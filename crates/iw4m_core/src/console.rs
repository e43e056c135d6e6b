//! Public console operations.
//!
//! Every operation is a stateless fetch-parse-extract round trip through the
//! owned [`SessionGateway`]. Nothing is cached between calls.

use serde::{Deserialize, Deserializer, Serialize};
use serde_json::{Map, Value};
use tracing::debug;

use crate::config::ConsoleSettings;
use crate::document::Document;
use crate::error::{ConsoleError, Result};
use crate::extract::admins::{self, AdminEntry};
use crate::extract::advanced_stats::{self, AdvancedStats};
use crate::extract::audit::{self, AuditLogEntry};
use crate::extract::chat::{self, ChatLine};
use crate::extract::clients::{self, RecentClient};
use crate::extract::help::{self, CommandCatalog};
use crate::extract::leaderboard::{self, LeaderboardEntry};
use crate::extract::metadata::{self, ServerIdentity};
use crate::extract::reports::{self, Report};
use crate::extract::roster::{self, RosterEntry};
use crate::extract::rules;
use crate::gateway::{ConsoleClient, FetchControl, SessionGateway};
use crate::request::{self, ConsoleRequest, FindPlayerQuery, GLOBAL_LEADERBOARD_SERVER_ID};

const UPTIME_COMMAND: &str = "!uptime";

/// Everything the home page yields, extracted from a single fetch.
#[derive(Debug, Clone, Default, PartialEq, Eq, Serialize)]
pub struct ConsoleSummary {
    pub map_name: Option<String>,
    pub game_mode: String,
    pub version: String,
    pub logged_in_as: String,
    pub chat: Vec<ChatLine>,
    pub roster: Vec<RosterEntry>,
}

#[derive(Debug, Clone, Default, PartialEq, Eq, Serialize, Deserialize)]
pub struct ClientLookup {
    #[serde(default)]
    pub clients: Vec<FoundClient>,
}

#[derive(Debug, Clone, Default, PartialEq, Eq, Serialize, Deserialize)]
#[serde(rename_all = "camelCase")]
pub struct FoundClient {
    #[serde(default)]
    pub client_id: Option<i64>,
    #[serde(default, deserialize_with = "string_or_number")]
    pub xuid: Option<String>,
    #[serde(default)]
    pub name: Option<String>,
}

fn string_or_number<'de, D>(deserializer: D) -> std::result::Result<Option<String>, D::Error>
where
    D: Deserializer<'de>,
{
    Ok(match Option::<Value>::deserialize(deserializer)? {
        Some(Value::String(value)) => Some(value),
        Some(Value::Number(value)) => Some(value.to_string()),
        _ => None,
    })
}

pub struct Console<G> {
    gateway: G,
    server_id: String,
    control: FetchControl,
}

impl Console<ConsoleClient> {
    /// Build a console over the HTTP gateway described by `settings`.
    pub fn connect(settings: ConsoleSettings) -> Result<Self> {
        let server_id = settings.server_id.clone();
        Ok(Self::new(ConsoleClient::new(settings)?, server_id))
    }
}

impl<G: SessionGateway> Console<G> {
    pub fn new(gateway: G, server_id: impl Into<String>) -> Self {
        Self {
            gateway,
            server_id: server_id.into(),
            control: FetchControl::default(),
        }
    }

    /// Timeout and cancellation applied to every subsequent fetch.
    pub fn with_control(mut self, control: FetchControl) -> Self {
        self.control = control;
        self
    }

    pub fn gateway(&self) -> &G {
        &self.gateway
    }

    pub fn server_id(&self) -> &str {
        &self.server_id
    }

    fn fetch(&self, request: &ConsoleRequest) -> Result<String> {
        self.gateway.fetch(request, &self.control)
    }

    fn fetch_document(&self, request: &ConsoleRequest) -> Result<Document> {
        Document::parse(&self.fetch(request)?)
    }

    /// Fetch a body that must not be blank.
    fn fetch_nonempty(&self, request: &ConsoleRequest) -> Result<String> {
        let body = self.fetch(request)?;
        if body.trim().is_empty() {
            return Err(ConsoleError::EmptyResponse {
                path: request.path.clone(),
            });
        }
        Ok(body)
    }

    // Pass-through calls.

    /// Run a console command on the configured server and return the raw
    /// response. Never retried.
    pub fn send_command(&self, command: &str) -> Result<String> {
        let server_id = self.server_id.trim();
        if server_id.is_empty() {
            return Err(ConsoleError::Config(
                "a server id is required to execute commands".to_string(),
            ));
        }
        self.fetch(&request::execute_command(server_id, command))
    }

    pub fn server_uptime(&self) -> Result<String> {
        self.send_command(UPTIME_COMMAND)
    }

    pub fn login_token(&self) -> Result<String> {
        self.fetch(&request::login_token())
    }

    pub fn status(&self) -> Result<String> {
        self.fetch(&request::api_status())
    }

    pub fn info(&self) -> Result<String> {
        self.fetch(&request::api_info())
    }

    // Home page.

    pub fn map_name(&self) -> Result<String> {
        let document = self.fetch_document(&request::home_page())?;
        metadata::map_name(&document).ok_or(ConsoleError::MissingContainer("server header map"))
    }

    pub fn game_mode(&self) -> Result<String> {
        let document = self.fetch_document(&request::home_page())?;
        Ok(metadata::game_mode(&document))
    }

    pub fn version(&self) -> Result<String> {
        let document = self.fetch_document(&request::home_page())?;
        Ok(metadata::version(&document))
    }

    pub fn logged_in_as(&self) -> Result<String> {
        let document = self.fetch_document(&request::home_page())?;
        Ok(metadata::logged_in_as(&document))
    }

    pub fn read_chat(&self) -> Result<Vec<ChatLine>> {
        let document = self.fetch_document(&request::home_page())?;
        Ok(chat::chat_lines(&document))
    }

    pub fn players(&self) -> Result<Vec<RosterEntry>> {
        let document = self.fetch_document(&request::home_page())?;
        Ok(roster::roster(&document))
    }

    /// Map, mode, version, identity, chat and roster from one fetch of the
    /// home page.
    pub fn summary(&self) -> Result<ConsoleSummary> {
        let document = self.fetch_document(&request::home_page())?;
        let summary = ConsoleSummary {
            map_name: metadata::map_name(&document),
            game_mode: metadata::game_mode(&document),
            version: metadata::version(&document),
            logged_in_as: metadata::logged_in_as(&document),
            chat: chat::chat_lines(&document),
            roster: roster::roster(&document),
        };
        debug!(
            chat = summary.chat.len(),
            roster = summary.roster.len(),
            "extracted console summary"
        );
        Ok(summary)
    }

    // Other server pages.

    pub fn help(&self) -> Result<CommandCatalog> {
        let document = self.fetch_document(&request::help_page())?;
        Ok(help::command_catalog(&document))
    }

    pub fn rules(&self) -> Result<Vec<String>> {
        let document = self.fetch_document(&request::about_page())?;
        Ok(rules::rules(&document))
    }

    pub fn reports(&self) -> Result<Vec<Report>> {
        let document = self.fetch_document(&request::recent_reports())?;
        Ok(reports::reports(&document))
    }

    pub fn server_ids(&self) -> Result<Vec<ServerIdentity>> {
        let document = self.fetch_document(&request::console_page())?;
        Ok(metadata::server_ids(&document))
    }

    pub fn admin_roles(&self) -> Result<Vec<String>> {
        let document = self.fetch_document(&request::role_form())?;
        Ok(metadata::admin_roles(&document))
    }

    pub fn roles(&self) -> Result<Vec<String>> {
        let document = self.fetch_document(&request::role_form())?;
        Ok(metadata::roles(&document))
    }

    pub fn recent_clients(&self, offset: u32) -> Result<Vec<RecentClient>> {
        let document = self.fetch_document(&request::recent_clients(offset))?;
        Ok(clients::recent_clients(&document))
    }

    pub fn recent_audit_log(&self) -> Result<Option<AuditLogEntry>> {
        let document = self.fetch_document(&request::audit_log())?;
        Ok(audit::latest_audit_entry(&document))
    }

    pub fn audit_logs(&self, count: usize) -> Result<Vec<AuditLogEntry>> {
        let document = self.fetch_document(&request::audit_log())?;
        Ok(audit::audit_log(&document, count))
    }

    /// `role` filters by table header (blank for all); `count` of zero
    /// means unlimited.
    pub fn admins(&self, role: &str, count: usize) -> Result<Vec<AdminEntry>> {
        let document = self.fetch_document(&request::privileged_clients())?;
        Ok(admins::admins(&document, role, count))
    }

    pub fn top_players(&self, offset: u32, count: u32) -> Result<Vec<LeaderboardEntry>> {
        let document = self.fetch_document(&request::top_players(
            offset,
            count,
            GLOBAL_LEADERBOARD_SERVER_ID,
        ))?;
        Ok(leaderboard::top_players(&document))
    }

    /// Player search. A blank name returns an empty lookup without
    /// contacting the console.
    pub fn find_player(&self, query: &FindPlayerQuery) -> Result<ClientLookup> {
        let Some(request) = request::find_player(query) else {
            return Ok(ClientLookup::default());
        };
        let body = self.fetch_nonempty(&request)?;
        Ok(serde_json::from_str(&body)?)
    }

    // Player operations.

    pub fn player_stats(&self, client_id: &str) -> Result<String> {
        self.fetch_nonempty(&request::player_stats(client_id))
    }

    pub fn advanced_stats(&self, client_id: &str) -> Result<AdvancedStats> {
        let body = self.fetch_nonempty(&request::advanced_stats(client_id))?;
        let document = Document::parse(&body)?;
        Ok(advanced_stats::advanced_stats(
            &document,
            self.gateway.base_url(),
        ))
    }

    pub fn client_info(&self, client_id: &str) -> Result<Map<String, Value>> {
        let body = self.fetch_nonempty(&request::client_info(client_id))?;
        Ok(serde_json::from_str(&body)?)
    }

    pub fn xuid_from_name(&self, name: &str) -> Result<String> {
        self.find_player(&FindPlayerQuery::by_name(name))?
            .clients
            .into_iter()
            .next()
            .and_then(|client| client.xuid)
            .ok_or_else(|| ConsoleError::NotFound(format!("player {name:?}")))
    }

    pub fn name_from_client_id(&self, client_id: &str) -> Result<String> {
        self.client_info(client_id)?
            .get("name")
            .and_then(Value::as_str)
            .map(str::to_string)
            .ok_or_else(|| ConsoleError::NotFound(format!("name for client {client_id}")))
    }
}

▸ What this task involves: Starting at the line above that holds "pub fn new(gateway: G, server_id: impl" and ending at the line that holds "fn fetch(&self, request: &ConsoleRequest)", transcribe each line exactly and include no other lines.

▸ Your solution:
    pub fn new(gateway: G, server_id: impl Into<String>) -> Self {
        Self {
            gateway,
            server_id: server_id.into(),
            control: FetchControl::default(),
        }
    }

    /// Timeout and cancellation applied to every subsequent fetch.
    pub fn with_control(mut self, control: FetchControl) -> Self {
        self.control = control;
        self
    }

    pub fn gateway(&self) -> &G {
        &self.gateway
    }

    pub fn server_id(&self) -> &str {
        &self.server_id
    }

    fn fetch(&self, request: &ConsoleRequest) -> Result<String> {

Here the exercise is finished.